Antoni Bonet Castellana (Barcelona, 1913-1989) es sin duda uno de los nombres más fascinantes de la arquitectura de nuestro país. Como tantos otros artistas y autores hicieron durante gran parte del siglo XX, este constructor desarrolló buena parte de su trayectoria profesional fuera de Cataluña y del Estado. Con solo 24 años y después de aprender el oficio de la mano de Josep Lluís Sert, Bonet decidió marcharse a París en 1937 para trabajar en el taller de Le Corbusier. Allí pudo participar en la Exposición Internacional que acogió la capital francesa ese mismo año, coincidiendo con Pablo Picasso, Salvador Dalí, Joan Miró y otras personalidades del momento, empapándose de un movimiento artístico que también marcaría posteriormente su obra.
El estallido de la Segunda Guerra Mundial y la ocupación nazi llevaron a Bonet a Argentina, donde tenía otros amigos del sector. Acabaría pasando media vida en el Río de la Plata, cerca de Uruguay, y no volvería a visitar su Barcelona natal hasta 1949, cuando acudiría a la capital catalana para reunirse con unos clientes que pertenecían a una de las grandes familias industriales del país y que tenían un encargo muy especial. Este encuentro con el matrimonio formado por Ricardo Gomis e Inés Bertrand sería la génesis de lo que acabaría convirtiéndose en la Casa Gomis, una joya racionalista protegida como Bien Cultural de Interés Nacional (BCIN) que el Estado ha comprado esta semana por 7,2 millones de euros con el objetivo de convertirla en un centro cultural.
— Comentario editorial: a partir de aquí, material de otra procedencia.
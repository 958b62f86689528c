//! In-memory store.

use std::collections::BTreeMap;
use std::sync::{Arc, Mutex, MutexGuard, PoisonError};

use crate::{PreferenceStore, QueueStore, StoreError};

#[derive(Debug, Default)]
struct MemoryState {
    queue: Vec<Option<String>>,
    preferences: BTreeMap<String, String>,
    queue_saves: usize,
    preference_saves: usize,
    fail_writes: bool,
}

/// A store kept in memory.
///
/// Clones share the same contents, so a test can keep one handle, give
/// another to a client, and later build a second client from the same
/// "disk" to simulate a restart.
#[derive(Debug, Clone, Default)]
pub struct MemoryStore {
    state: Arc<Mutex<MemoryState>>,
}

impl MemoryStore {
    pub fn new() -> Self {
        Self::default()
    }

    /// Seeds the queue with raw entries; `None` models a corrupt record.
    pub fn with_raw_queue(entries: Vec<Option<String>>) -> Self {
        let store = Self::default();
        store.lock().queue = entries;
        store
    }

    /// Seeds the preferences.
    pub fn with_preferences(self, entries: &[(&str, &str)]) -> Self {
        {
            let mut state = self.lock();
            for (key, value) in entries {
                state.preferences.insert((*key).to_string(), (*value).to_string());
            }
        }
        self
    }

    /// Makes every subsequent write fail with [`StoreError::Unavailable`].
    pub fn set_fail_writes(&self, fail: bool) {
        self.lock().fail_writes = fail;
    }

    /// The persisted queue, without entries a load would drop.
    pub fn queue(&self) -> Vec<String> {
        self.lock().queue.iter().flatten().cloned().collect()
    }

    pub fn preferences(&self) -> BTreeMap<String, String> {
        self.lock().preferences.clone()
    }

    /// Number of successful queue snapshots written.
    pub fn queue_saves(&self) -> usize {
        self.lock().queue_saves
    }

    /// Number of successful preference writes.
    pub fn preference_saves(&self) -> usize {
        self.lock().preference_saves
    }

    fn lock(&self) -> MutexGuard<'_, MemoryState> {
        self.state.lock().unwrap_or_else(PoisonError::into_inner)
    }
}

impl QueueStore for MemoryStore {
    fn load_queue(&mut self) -> Result<Vec<String>, StoreError> {
        Ok(self
            .lock()
            .queue
            .iter()
            .flatten()
            .filter(|url| !url.is_empty())
            .cloned()
            .collect())
    }

    fn save_queue(&mut self, queue: &[String]) -> Result<(), StoreError> {
        let mut state = self.lock();
        if state.fail_writes {
            return Err(StoreError::Unavailable("writes disabled".to_string()));
        }
        state.queue = queue.iter().cloned().map(Some).collect();
        state.queue_saves += 1;
        Ok(())
    }
}

impl PreferenceStore for MemoryStore {
    fn load_preferences(&mut self) -> Result<BTreeMap<String, String>, StoreError> {
        Ok(self.lock().preferences.clone())
    }

    fn save_preferences(&mut self, entries: &[(&str, &str)]) -> Result<(), StoreError> {
        let mut state = self.lock();
        if state.fail_writes {
            return Err(StoreError::Unavailable("writes disabled".to_string()));
        }
        for (key, value) in entries {
            state.preferences.insert((*key).to_string(), (*value).to_string());
        }
        state.preference_saves += 1;
        Ok(())
    }
}
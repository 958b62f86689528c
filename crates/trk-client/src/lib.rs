//! Durable tracking client.
//!
//! Records events, property updates and identity links as request URLs, keeps
//! them in a persisted FIFO queue and delivers them one at a time whenever the
//! network is available.
//!
//! ```no_run
//! use trk_client::{Tracker, TrackerConfig};
//! use trk_core::{ApiKey, PropertyBag};
//! use trk_store::Database;
//!
//! # async fn run() -> Result<(), Box<dyn std::error::Error>> {
//! let store = Database::open(std::path::Path::new("trk.db"))?;
//! let tracker = Tracker::builder(TrackerConfig::new(ApiKey::new("api-key")?))
//!     .store(store)
//!     .build()?;
//!
//! tracker.record_event("Signed Up", &PropertyBag::new().with("plan", "pro"));
//! tracker.identify("user@example.com");
//! # Ok(())
//! # }
//! ```

mod config;
mod connectivity;
mod identity;
mod queue;
mod tracker;
mod transport;

pub use config::{DEFAULT_SUCCESS_STATUSES, RetryPolicy, TrackerConfig};
pub use connectivity::{Connectivity, ConnectivityFlag, Offline, Online};
pub use identity::KEY_IDENTITY;
pub use tracker::{ClientError, Tracker, TrackerBuilder};
pub use transport::{DEFAULT_TIMEOUT, HttpTransport, Transport, TransportError};
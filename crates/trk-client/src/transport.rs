//! Request delivery.

use std::time::Duration;

use async_trait::async_trait;
use thiserror::Error;

/// Default request timeout for tracking calls.
pub const DEFAULT_TIMEOUT: Duration = Duration::from_secs(30);

/// Transport errors.
#[derive(Debug, Error)]
pub enum TransportError {
    /// Failed to build HTTP client.
    #[error("failed to build HTTP client: {0}")]
    ClientBuild(#[source] reqwest::Error),
    /// HTTP request failed before a status was received.
    #[error("request failed: {0}")]
    Request(#[from] reqwest::Error),
}

/// Sends one request and reports the response status.
///
/// The client never has more than one call in flight per queue. Timeouts and
/// cancellation are the transport's business.
#[async_trait]
pub trait Transport: Send + Sync {
    async fn send(&self, url: &str) -> Result<u16, TransportError>;
}

/// [`Transport`] issuing plain GET requests with `reqwest`.
///
/// # Thread Safety
///
/// The transport is safe to share across threads. Clones share the underlying
/// HTTP connection pool.
#[derive(Debug, Clone)]
pub struct HttpTransport {
    http: reqwest::Client,
}

impl HttpTransport {
    /// Creates a transport whose requests give up after `timeout`.
    pub fn new(timeout: Duration) -> Result<Self, TransportError> {
        let http = reqwest::Client::builder()
            .timeout(timeout)
            .build()
            .map_err(TransportError::ClientBuild)?;
        Ok(Self { http })
    }
}

#[async_trait]
impl Transport for HttpTransport {
    async fn send(&self, url: &str) -> Result<u16, TransportError> {
        let response = self.http.get(url).send().await?;
        let status = response.status().as_u16();
        tracing::trace!(status, "tracking request completed");
        Ok(status)
    }
}

#[cfg(test)]
mod tests {
    use super::*;

    #[test]
    fn http_transport_builds() {
        assert!(HttpTransport::new(DEFAULT_TIMEOUT).is_ok());
    }

    #[tokio::test]
    async fn unreachable_host_is_a_request_error() {
        let transport = HttpTransport::new(Duration::from_secs(2)).unwrap();
        let result = transport.send("http://127.0.0.1:1/e?_k=k").await;
        assert!(matches!(result, Err(TransportError::Request(_))));
    }
}
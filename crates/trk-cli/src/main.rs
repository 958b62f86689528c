use std::io;
use std::time::Duration;

use anyhow::{Context, Result};
use clap::Parser;
use tracing_subscriber::EnvFilter;

use trk_cli::commands::track::TrackAction;
use trk_cli::commands::{flush, queue, status, track};
use trk_cli::{Cli, Commands, Config};

/// Opens the database without starting a tracker, creating the parent directory.
fn open_database(config: &Config) -> Result<trk_store::Database> {
    if let Some(parent) = config.database_path.parent() {
        std::fs::create_dir_all(parent).context("failed to create database directory")?;
    }
    trk_store::Database::open(&config.database_path).context("failed to open database")
}

fn main() -> Result<()> {
    let cli = Cli::parse();

    // Initialize tracing with verbose flag support
    let filter = if cli.verbose {
        EnvFilter::new("debug")
    } else {
        EnvFilter::from_default_env()
    };
    // Use try_init to avoid panic if tracing is already initialized (e.g., in tests)
    let _ = tracing_subscriber::fmt()
        .with_env_filter(filter)
        .with_writer(io::stderr)
        .try_init();

    let config = Config::load_from(cli.config.as_deref()).context("failed to load configuration")?;
    tracing::debug!(?config, "loaded configuration");

    let mut stdout = io::stdout().lock();
    let action = match &cli.command {
        Some(Commands::Event { name, properties }) => Some(TrackAction::Event {
            name: name.clone(),
            properties: properties.clone(),
        }),
        Some(Commands::Set { properties }) => Some(TrackAction::Set {
            properties: properties.clone(),
        }),
        Some(Commands::Identify { identity }) => Some(TrackAction::Identify {
            identity: identity.clone(),
        }),
        Some(Commands::Alias { first, second }) => Some(TrackAction::Alias {
            first: first.clone(),
            second: second.clone(),
        }),
        Some(Commands::Reset) => Some(TrackAction::Reset),
        Some(Commands::Flush { timeout }) => {
            flush::run(&mut stdout, &config, timeout.map(Duration::from_secs))?;
            None
        }
        Some(Commands::Queue { json }) => {
            let mut db = open_database(&config)?;
            queue::run(&mut stdout, &mut db, *json)?;
            None
        }
        Some(Commands::Status) => {
            let mut db = open_database(&config)?;
            status::run(&mut stdout, &mut db, &config.database_path)?;
            None
        }
        None => {
            // No subcommand, show help
            use clap::CommandFactory;
            Cli::command().print_help()?;
            println!();
            None
        }
    };

    if let Some(action) = action {
        track::run(&mut stdout, &config, &action)?;
    }

    Ok(())
}
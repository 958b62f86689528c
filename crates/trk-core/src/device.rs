//! Device platform profile.
//!
//! The profile is persisted next to the identity. When the stored version
//! differs from the running one (first run, OS upgrade) the profile is sent
//! again as a property-set call.

use std::collections::BTreeMap;

use sysinfo::System;

use crate::properties::PropertyBag;

/// Preference key for the platform name.
pub const KEY_SYSTEM_NAME: &str = "systemName";
/// Preference key for the platform version.
pub const KEY_SYSTEM_VERSION: &str = "systemVersion";

const UNKNOWN: &str = "unknown";

/// Platform name and version of the running device.
#[derive(Debug, Clone, PartialEq, Eq)]
pub struct DeviceProfile {
    pub system_name: String,
    pub system_version: String,
}

impl DeviceProfile {
    pub fn new(system_name: impl Into<String>, system_version: impl Into<String>) -> Self {
        Self {
            system_name: system_name.into(),
            system_version: system_version.into(),
        }
    }

    /// Reads the profile of the host operating system.
    pub fn current() -> Self {
        let system_name = System::name()
            .map_or_else(|| std::env::consts::OS.to_string(), |name| name.to_lowercase());
        let system_version = System::os_version().unwrap_or_else(|| {
            tracing::debug!("operating system version unavailable");
            UNKNOWN.to_string()
        });
        Self {
            system_name,
            system_version,
        }
    }

    /// Whether the stored preferences lack this profile's version.
    ///
    /// Only the version is compared; a platform rename alone does not
    /// trigger a resend.
    pub fn needs_resend(&self, stored: &BTreeMap<String, String>) -> bool {
        stored.get(KEY_SYSTEM_VERSION) != Some(&self.system_version)
    }

    /// The profile as preference entries.
    pub fn entries(&self) -> [(&'static str, &str); 2] {
        [
            (KEY_SYSTEM_NAME, self.system_name.as_str()),
            (KEY_SYSTEM_VERSION, self.system_version.as_str()),
        ]
    }

    /// The profile as properties to send.
    pub fn to_properties(&self) -> PropertyBag {
        self.entries().into_iter().collect()
    }
}

#[cfg(test)]
mod tests {
    use super::*;

    fn stored(pairs: &[(&str, &str)]) -> BTreeMap<String, String> {
        pairs
            .iter()
            .map(|(k, v)| ((*k).to_string(), (*v).to_string()))
            .collect()
    }

    #[test]
    fn resend_when_nothing_stored() {
        let profile = DeviceProfile::new("linux", "6.1");
        assert!(profile.needs_resend(&BTreeMap::new()));
    }

    #[test]
    fn resend_when_only_identity_stored() {
        let profile = DeviceProfile::new("linux", "6.1");
        assert!(profile.needs_resend(&stored(&[("identity", "u1")])));
    }

    #[test]
    fn resend_after_upgrade() {
        let profile = DeviceProfile::new("linux", "6.2");
        assert!(profile.needs_resend(&stored(&[
            ("systemName", "linux"),
            ("systemVersion", "6.1"),
        ])));
    }

    #[test]
    fn no_resend_when_version_matches() {
        let profile = DeviceProfile::new("linux", "6.1");
        assert!(!profile.needs_resend(&stored(&[
            ("identity", "u1"),
            ("systemName", "linux"),
            ("systemVersion", "6.1"),
        ])));
    }

    #[test]
    fn properties_carry_name_and_version() {
        let bag = DeviceProfile::new("android", "14").to_properties();
        assert_eq!(bag.get(KEY_SYSTEM_NAME), Some("android"));
        assert_eq!(bag.get(KEY_SYSTEM_VERSION), Some("14"));
    }

    #[test]
    fn current_profile_is_populated() {
        let profile = DeviceProfile::current();
        assert!(!profile.system_name.is_empty());
        assert!(!profile.system_version.is_empty());
    }
}
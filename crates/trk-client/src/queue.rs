//! The in-memory send queue and its persisted snapshot.

use std::collections::VecDeque;

use trk_core::PendingRequest;
use trk_store::QueueStore;

/// FIFO of pending requests, written through to a [`QueueStore`].
///
/// Every mutation persists the full snapshot. A failed write is logged and
/// the in-memory queue stays authoritative; the next successful write
/// reconciles the store.
#[derive(Debug, Default)]
pub(crate) struct SendQueue {
    requests: VecDeque<PendingRequest>,
}

impl SendQueue {
    /// Restores the queue from `store`, migrating legacy dispatch markers.
    ///
    /// An unreadable store yields an empty queue.
    pub(crate) fn restore<S: QueueStore + ?Sized>(store: &mut S) -> Self {
        let urls = store.load_queue().unwrap_or_else(|err| {
            tracing::warn!(error = %err, "failed to load pending requests; starting empty");
            Vec::new()
        });
        let requests: VecDeque<_> = urls.into_iter().map(PendingRequest::from_persisted).collect();
        tracing::debug!(pending = requests.len(), "restored send queue");
        Self { requests }
    }

    pub(crate) fn push<S: QueueStore + ?Sized>(&mut self, request: PendingRequest, store: &mut S) {
        self.requests.push_back(request);
        tracing::debug!(pending = self.requests.len(), "request enqueued");
        self.persist(store);
    }

    pub(crate) fn head(&self) -> Option<&PendingRequest> {
        self.requests.front()
    }

    /// Removes the head if it is `delivered`. Returns whether it was removed.
    pub(crate) fn complete_head<S: QueueStore + ?Sized>(
        &mut self,
        delivered: &PendingRequest,
        store: &mut S,
    ) -> bool {
        if self.requests.front() != Some(delivered) {
            tracing::warn!("delivered request is no longer at the head of the queue");
            return false;
        }
        self.requests.pop_front();
        tracing::debug!(pending = self.requests.len(), "request delivered");
        self.persist(store);
        true
    }

    pub(crate) fn len(&self) -> usize {
        self.requests.len()
    }

    pub(crate) fn is_empty(&self) -> bool {
        self.requests.is_empty()
    }

    pub(crate) fn snapshot(&self) -> Vec<PendingRequest> {
        self.requests.iter().cloned().collect()
    }

    fn persist<S: QueueStore + ?Sized>(&self, store: &mut S) {
        let urls: Vec<String> = self
            .requests
            .iter()
            .map(|request| request.as_str().to_string())
            .collect();
        if let Err(err) = store.save_queue(&urls) {
            tracing::warn!(error = %err, pending = urls.len(), "failed to persist send queue");
        }
    }
}

#[cfg(test)]
mod tests {
    use trk_store::MemoryStore;

    use super::*;

    fn request(url: &str) -> PendingRequest {
        PendingRequest::from_persisted(url)
    }

    #[test]
    fn restore_normalizes_and_keeps_order() {
        let mut store = MemoryStore::with_raw_queue(vec![
            Some("https://h/e?_k=k&_p=p&_d=0&_t=1&_n=a".to_string()),
            None,
            Some("https://h/s?_k=k&_p=p&_d=1&_t=2&x=1".to_string()),
        ]);
        let queue = SendQueue::restore(&mut store);
        let urls: Vec<_> = queue
            .snapshot()
            .into_iter()
            .map(PendingRequest::into_string)
            .collect();
        assert_eq!(
            urls,
            vec![
                "https://h/e?_k=k&_p=p&_d=1&_t=1&_n=a",
                "https://h/s?_k=k&_p=p&_d=1&_t=2&x=1",
            ]
        );
    }

    #[test]
    fn push_persists_every_mutation() {
        let mut store = MemoryStore::new();
        let mut queue = SendQueue::default();
        queue.push(request("a"), &mut store);
        queue.push(request("b"), &mut store);
        assert_eq!(store.queue(), vec!["a", "b"]);
        assert_eq!(store.queue_saves(), 2);
    }

    #[test]
    fn complete_head_only_removes_matching_request() {
        let mut store = MemoryStore::new();
        let mut queue = SendQueue::default();
        queue.push(request("a"), &mut store);
        queue.push(request("b"), &mut store);

        assert!(!queue.complete_head(&request("b"), &mut store));
        assert_eq!(queue.len(), 2);

        assert!(queue.complete_head(&request("a"), &mut store));
        assert_eq!(queue.head(), Some(&request("b")));
        assert_eq!(store.queue(), vec!["b"]);
    }

    #[test]
    fn failed_persist_keeps_memory_queue() {
        let mut store = MemoryStore::new();
        store.set_fail_writes(true);
        let mut queue = SendQueue::default();
        queue.push(request("a"), &mut store);

        assert_eq!(queue.len(), 1);
        assert!(store.queue().is_empty());

        store.set_fail_writes(false);
        queue.push(request("b"), &mut store);
        assert_eq!(store.queue(), vec!["a", "b"]);
    }
}
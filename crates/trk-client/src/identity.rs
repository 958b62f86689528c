//! Identity and device-profile bootstrap.

use std::collections::BTreeMap;

use trk_core::{DeviceProfile, Identity, PropertyBag};
use trk_store::PreferenceStore;

/// Preference key holding the active identity.
pub const KEY_IDENTITY: &str = "identity";

/// State recovered from the preference store at construction.
#[derive(Debug)]
pub(crate) struct Bootstrap {
    pub(crate) identity: Identity,
    /// Properties to send because the device profile is new or changed.
    pub(crate) profile_update: Option<PropertyBag>,
}

/// Loads the identity and decides whether the device profile must be sent.
///
/// A missing or unreadable identity is replaced by a fresh random one. When
/// the stored platform version differs from `device`, the profile is stored
/// and returned together with `initial_properties` for sending.
pub(crate) fn bootstrap<S: PreferenceStore + ?Sized>(
    store: &mut S,
    device: &DeviceProfile,
    initial_properties: &PropertyBag,
) -> Bootstrap {
    let preferences = store.load_preferences().unwrap_or_else(|err| {
        tracing::warn!(error = %err, "failed to load preferences; using defaults");
        BTreeMap::new()
    });

    let identity = match preferences
        .get(KEY_IDENTITY)
        .and_then(|value| Identity::new(value.as_str()).ok())
    {
        Some(identity) => identity,
        None => {
            let identity = Identity::random();
            tracing::debug!("generated new identity");
            persist_identity(store, &identity);
            identity
        }
    };

    let profile_update = if device.needs_resend(&preferences) {
        tracing::debug!(
            system_name = %device.system_name,
            system_version = %device.system_version,
            "device profile changed"
        );
        if let Err(err) = store.save_preferences(&device.entries()) {
            tracing::warn!(error = %err, "failed to persist device profile");
        }
        let mut properties = device.to_properties();
        properties.extend_from(initial_properties);
        Some(properties)
    } else {
        None
    };

    Bootstrap {
        identity,
        profile_update,
    }
}

/// Writes `identity` as the active identity. Failures are logged.
pub(crate) fn persist_identity<S: PreferenceStore + ?Sized>(store: &mut S, identity: &Identity) {
    if let Err(err) = store.save_preferences(&[(KEY_IDENTITY, identity.as_str())]) {
        tracing::warn!(error = %err, "failed to persist identity");
    }
}
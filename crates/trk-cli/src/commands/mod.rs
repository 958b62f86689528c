//! CLI subcommand implementations.

pub mod flush;
pub mod queue;
pub mod status;
pub mod track;
//! Named string attributes attached to an event or to the identity itself.

use std::collections::BTreeMap;

/// A mapping from property name to an optional string value.
///
/// Keys are unique and the last write wins. Absent values are kept so callers
/// can pass partially filled maps through unchanged, but they are skipped when
/// the bag is rendered into a request, as are empty keys.
#[derive(Debug, Clone, Default, PartialEq, Eq)]
pub struct PropertyBag {
    entries: BTreeMap<String, Option<String>>,
}

impl PropertyBag {
    /// Creates an empty bag.
    #[must_use]
    pub fn new() -> Self {
        Self::default()
    }

    /// Sets `key` to `value`, replacing any earlier value.
    pub fn insert(&mut self, key: impl Into<String>, value: impl Into<String>) -> &mut Self {
        self.entries.insert(key.into(), Some(value.into()));
        self
    }

    /// Sets `key` to an optional value. `None` is stored but never encoded.
    pub fn insert_opt(&mut self, key: impl Into<String>, value: Option<String>) -> &mut Self {
        self.entries.insert(key.into(), value);
        self
    }

    /// Builds a bag from pairs whose values may be absent.
    pub fn from_optional<K, I>(pairs: I) -> Self
    where
        K: Into<String>,
        I: IntoIterator<Item = (K, Option<String>)>,
    {
        let mut bag = Self::new();
        for (key, value) in pairs {
            bag.insert_opt(key, value);
        }
        bag
    }

    /// Builder-style variant of [`insert`](Self::insert).
    #[must_use]
    pub fn with(mut self, key: impl Into<String>, value: impl Into<String>) -> Self {
        self.insert(key, value);
        self
    }

    /// Copies every entry of `other` into this bag; `other` wins on collision.
    pub fn extend_from(&mut self, other: &Self) {
        for (key, value) in &other.entries {
            self.entries.insert(key.clone(), value.clone());
        }
    }

    /// Returns the value stored for `key`, if present and not absent.
    pub fn get(&self, key: &str) -> Option<&str> {
        self.entries.get(key).and_then(Option::as_deref)
    }

    pub fn len(&self) -> usize {
        self.entries.len()
    }

    pub fn is_empty(&self) -> bool {
        self.entries.is_empty()
    }

    /// Iterates over the entries that would be encoded: non-empty key, present value.
    pub fn valid_entries(&self) -> impl Iterator<Item = (&str, &str)> {
        self.entries.iter().filter_map(|(key, value)| {
            let value = value.as_deref()?;
            (!key.is_empty()).then_some((key.as_str(), value))
        })
    }
}

impl<K, V> FromIterator<(K, V)> for PropertyBag
where
    K: Into<String>,
    V: Into<String>,
{
    fn from_iter<I: IntoIterator<Item = (K, V)>>(iter: I) -> Self {
        let mut bag = Self::new();
        for (key, value) in iter {
            bag.insert(key, value);
        }
        bag
    }
}

impl<K, V> Extend<(K, V)> for PropertyBag
where
    K: Into<String>,
    V: Into<String>,
{
    fn extend<I: IntoIterator<Item = (K, V)>>(&mut self, iter: I) {
        for (key, value) in iter {
            self.insert(key, value);
        }
    }
}

#[cfg(test)]
mod tests {
    use super::*;

    #[test]
    fn last_write_wins() {
        let mut bag = PropertyBag::new();
        bag.insert("plan", "free").insert("plan", "pro");
        assert_eq!(bag.len(), 1);
        assert_eq!(bag.get("plan"), Some("pro"));
    }

    #[test]
    fn valid_entries_skip_absent_values_and_empty_keys() {
        let bag = PropertyBag::from_optional([
            ("a", Some("1".to_string())),
            ("b", None),
            ("", Some("orphan".to_string())),
        ]);

        assert_eq!(bag.len(), 3);
        let valid: Vec<_> = bag.valid_entries().collect();
        assert_eq!(valid, vec![("a", "1")]);
    }

    #[test]
    fn extend_from_prefers_other() {
        let mut base = PropertyBag::new().with("systemName", "linux").with("k", "old");
        let extra = PropertyBag::new().with("k", "new");
        base.extend_from(&extra);
        assert_eq!(base.get("k"), Some("new"));
        assert_eq!(base.get("systemName"), Some("linux"));
    }

    #[test]
    fn collects_from_string_pairs() {
        let bag: PropertyBag = vec![("x", "1"), ("y", "2")].into_iter().collect();
        assert_eq!(bag.get("x"), Some("1"));
        assert_eq!(bag.get("y"), Some("2"));
    }
}
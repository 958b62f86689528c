//! Flush command for delivering everything left in the queue.

use std::io::Write;
use std::time::Duration;

use anyhow::Result;

use crate::Config;
use crate::commands::track::report;
use crate::session::Session;

/// Runs the flush command, waiting up to `timeout` (or the configured default).
pub fn run<W: Write>(writer: &mut W, config: &Config, timeout: Option<Duration>) -> Result<()> {
    let session = Session::open(config)?;
    let pending = session.tracker().pending_len();
    if config.offline && pending > 0 {
        tracing::warn!(pending, "offline mode is enabled; nothing will be delivered");
    }

    let outcome = session.flush(timeout.unwrap_or_else(|| config.flush_timeout()));
    tracing::debug!(?outcome, "flush finished");
    report(writer, outcome)
}

#[cfg(test)]
mod tests {
    use super::*;

    #[test]
    fn flush_offline_reports_pending() {
        let temp = tempfile::tempdir().unwrap();
        let config = Config {
            database_path: temp.path().join("trk.db"),
            api_key: Some("key123".to_string()),
            offline: true,
            ..Config::default()
        };

        let mut output = Vec::new();
        run(&mut output, &config, Some(Duration::ZERO)).unwrap();

        // The first run queues the device profile, which cannot leave offline.
        assert_eq!(String::from_utf8(output).unwrap(), "Pending: 1\n");
    }

    #[test]
    fn flush_requires_api_key() {
        let temp = tempfile::tempdir().unwrap();
        let config = Config {
            database_path: temp.path().join("trk.db"),
            api_key: None,
            ..Config::default()
        };

        let mut output = Vec::new();
        let err = run(&mut output, &config, None).unwrap_err();
        assert!(err.to_string().contains("no API key configured"));
    }
}
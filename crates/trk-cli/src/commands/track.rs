//! Tracking commands: record, set, identify, alias and reset.
//!
//! Each command enqueues through the tracker, then waits briefly for the
//! queue to drain so one-shot invocations still deliver when online.

use std::io::Write;
use std::time::Duration;

use anyhow::Result;

use trk_client::Tracker;
use trk_core::PropertyBag;

use crate::Config;
use crate::session::{FlushOutcome, Session};

/// A tracking call to make.
#[derive(Debug, Clone, PartialEq, Eq)]
pub enum TrackAction {
    Event {
        name: String,
        properties: Vec<(String, String)>,
    },
    Set {
        properties: Vec<(String, String)>,
    },
    Identify {
        identity: String,
    },
    Alias {
        first: String,
        second: String,
    },
    Reset,
}

impl TrackAction {
    /// Applies the action to `tracker`.
    pub fn apply(&self, tracker: &Tracker) {
        match self {
            Self::Event { name, properties } => {
                tracker.record_event(name, &properties.iter().cloned().collect::<PropertyBag>());
            }
            Self::Set { properties } => {
                tracker.set_properties(&properties.iter().cloned().collect::<PropertyBag>());
            }
            Self::Identify { identity } => tracker.identify(identity),
            Self::Alias { first, second } => tracker.alias(first, second),
            Self::Reset => tracker.clear_identity(),
        }
    }
}

/// Runs a tracking command and reports the queue state.
pub fn run<W: Write>(writer: &mut W, config: &Config, action: &TrackAction) -> Result<()> {
    let session = Session::open(config)?;
    let before = session.tracker().pending_len();
    action.apply(session.tracker());
    let queued = session.tracker().pending_len().saturating_sub(before);
    tracing::debug!(?action, queued, "tracking command applied");

    if matches!(action, TrackAction::Reset) {
        writeln!(writer, "Identity: {}", session.tracker().identity())?;
    }

    let timeout = if config.offline {
        Duration::ZERO
    } else {
        config.flush_timeout()
    };
    let outcome = session.flush(timeout);
    report(writer, outcome)
}

pub(crate) fn report<W: Write>(writer: &mut W, outcome: FlushOutcome) -> Result<()> {
    if outcome.drained {
        writeln!(writer, "All requests delivered.")?;
    } else {
        writeln!(writer, "Pending: {}", outcome.pending)?;
    }
    Ok(())
}

#[cfg(test)]
mod tests {
    use super::*;

    use insta::assert_snapshot;
    use trk_store::{Database, QueueStore};

    fn offline_config(temp: &tempfile::TempDir) -> Config {
        Config {
            database_path: temp.path().join("trk.db"),
            api_key: Some("key123".to_string()),
            offline: true,
            ..Config::default()
        }
    }

    #[test]
    fn event_command_queues_request() {
        let temp = tempfile::tempdir().unwrap();
        let config = offline_config(&temp);
        let action = TrackAction::Event {
            name: "Opened".to_string(),
            properties: vec![("screen".to_string(), "home page".to_string())],
        };

        let mut output = Vec::new();
        run(&mut output, &config, &action).unwrap();

        // First run also queues the device profile.
        let mut db = Database::open(&config.database_path).unwrap();
        let queue = db.load_queue().unwrap();
        assert_eq!(queue.len(), 2);
        assert!(queue[0].contains("/s?"));
        assert!(queue[1].contains("/e?"));
        assert!(queue[1].ends_with("&_n=Opened&screen=home%20page"));

        assert_snapshot!(String::from_utf8(output).unwrap(), @"Pending: 2");
    }

    #[test]
    fn empty_event_name_is_ignored() {
        let temp = tempfile::tempdir().unwrap();
        let config = offline_config(&temp);
        let action = TrackAction::Event {
            name: String::new(),
            properties: Vec::new(),
        };

        let mut output = Vec::new();
        run(&mut output, &config, &action).unwrap();

        let mut db = Database::open(&config.database_path).unwrap();
        assert_eq!(db.load_queue().unwrap().len(), 1);
    }

    #[test]
    fn reset_prints_new_identity() {
        let temp = tempfile::tempdir().unwrap();
        let config = offline_config(&temp);

        let mut output = Vec::new();
        run(&mut output, &config, &TrackAction::Reset).unwrap();

        let output = String::from_utf8(output).unwrap();
        assert!(output.starts_with("Identity: "));
    }

    #[test]
    fn report_when_drained() {
        let mut output = Vec::new();
        report(
            &mut output,
            FlushOutcome {
                drained: true,
                pending: 0,
            },
        )
        .unwrap();
        assert_snapshot!(String::from_utf8(output).unwrap(), @"All requests delivered.");
    }
}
Con la adquisición de la obra magna de Bonet no solo se dibuja un nuevo escenario que parece complicar el proyecto polémico de ampliación del aeropuerto, que destruiría prácticamente la totalidad del paraje natural de la Ricarda y aislaría por completo el edificio, sino que se completa el ascenso al Olimpo arquitectónico de su artífice, una posición de privilegio que durante muchos años se le negó y que, gracias al trabajo minucioso de la familia propietaria y la intervención crucial de dos arquitectos maravillados por su obra, ahora ya es una realidad.

Una personalidad propia que quedó a la sombra
Uno de los arquitectos que ha tenido este papel clave para el descubrimiento mediático de la Casa Gomis y de su autor es Jordi Roig. Junto con su homólogo Fernando Álvarez, entraron en contacto con la obra de Bonet en los noventa a través de un estudio en profundidad de esta joya que culminó en un libro monográfico y una exposición. Este fue el punto de partida a través del cual se tejió una gran relación con los hijos del matrimonio que encargó la construcción del edificio, que tiempo más tarde les encomendarían la primera gran reforma del recinto, una actuación que costó cerca de un millón de euros y que permitió empezar a abrirlo al público. «Este esfuerzo titánico quería proyectar la casa hacia el futuro para situarla donde se merecía y conseguir que alguna administración la adquiriese para preservarla», recuerda Roig en declaraciones al TOT Barcelona.
El tiempo ha dado la razón a los descendientes y ha permitido poner en valor la importancia tanto de la finca como del arquitecto, a quien el exilio privó del reconocimiento que poco a poco y de manera póstuma ha logrado adquirir. «Tanto Bonet como su obra son especialmente estimadas por las generaciones contemporáneas como parte de la arquitectura de la República y la posguerra. La poca complicidad del autor con los grupúsculos que se formaron a partir de la democracia lo relegó a un papel algo secundario como aprendiz de Le Corbusier o Sert cuando realmente su obra era de una riqueza impresionante y tenía una potencia y personalidad propias», remarca Roig, que celebra que en los últimos años la Casa Gomis haya dado un «salto de categoría» hasta situarse al nivel de obras como el Palau Güell o la Casa Batlló.

El arquitecto considera que, con la compra del recinto, el Estado ha hecho una apuesta “valiente”, ya que se trata de una obra bastante contemporánea, con poco más de seis décadas de vida, y ha querido reconocer tanto a Bonet como su forma de entender la arquitectura, con una mirada muy a la americana, más global y cosmopolita y sin prejuicios. «Fue capaz de hacer una síntesis perfecta entre una iconografía mediterránea como la bóveda catalana y la perspectiva y comprensión de las dimensiones más americana. Bonet pivotaba entre estos dos pilares, por eso es relevante», insiste Roig, que confía en que la adquisición sirva para preservar en buenas condiciones tanto el edificio como su entorno natural.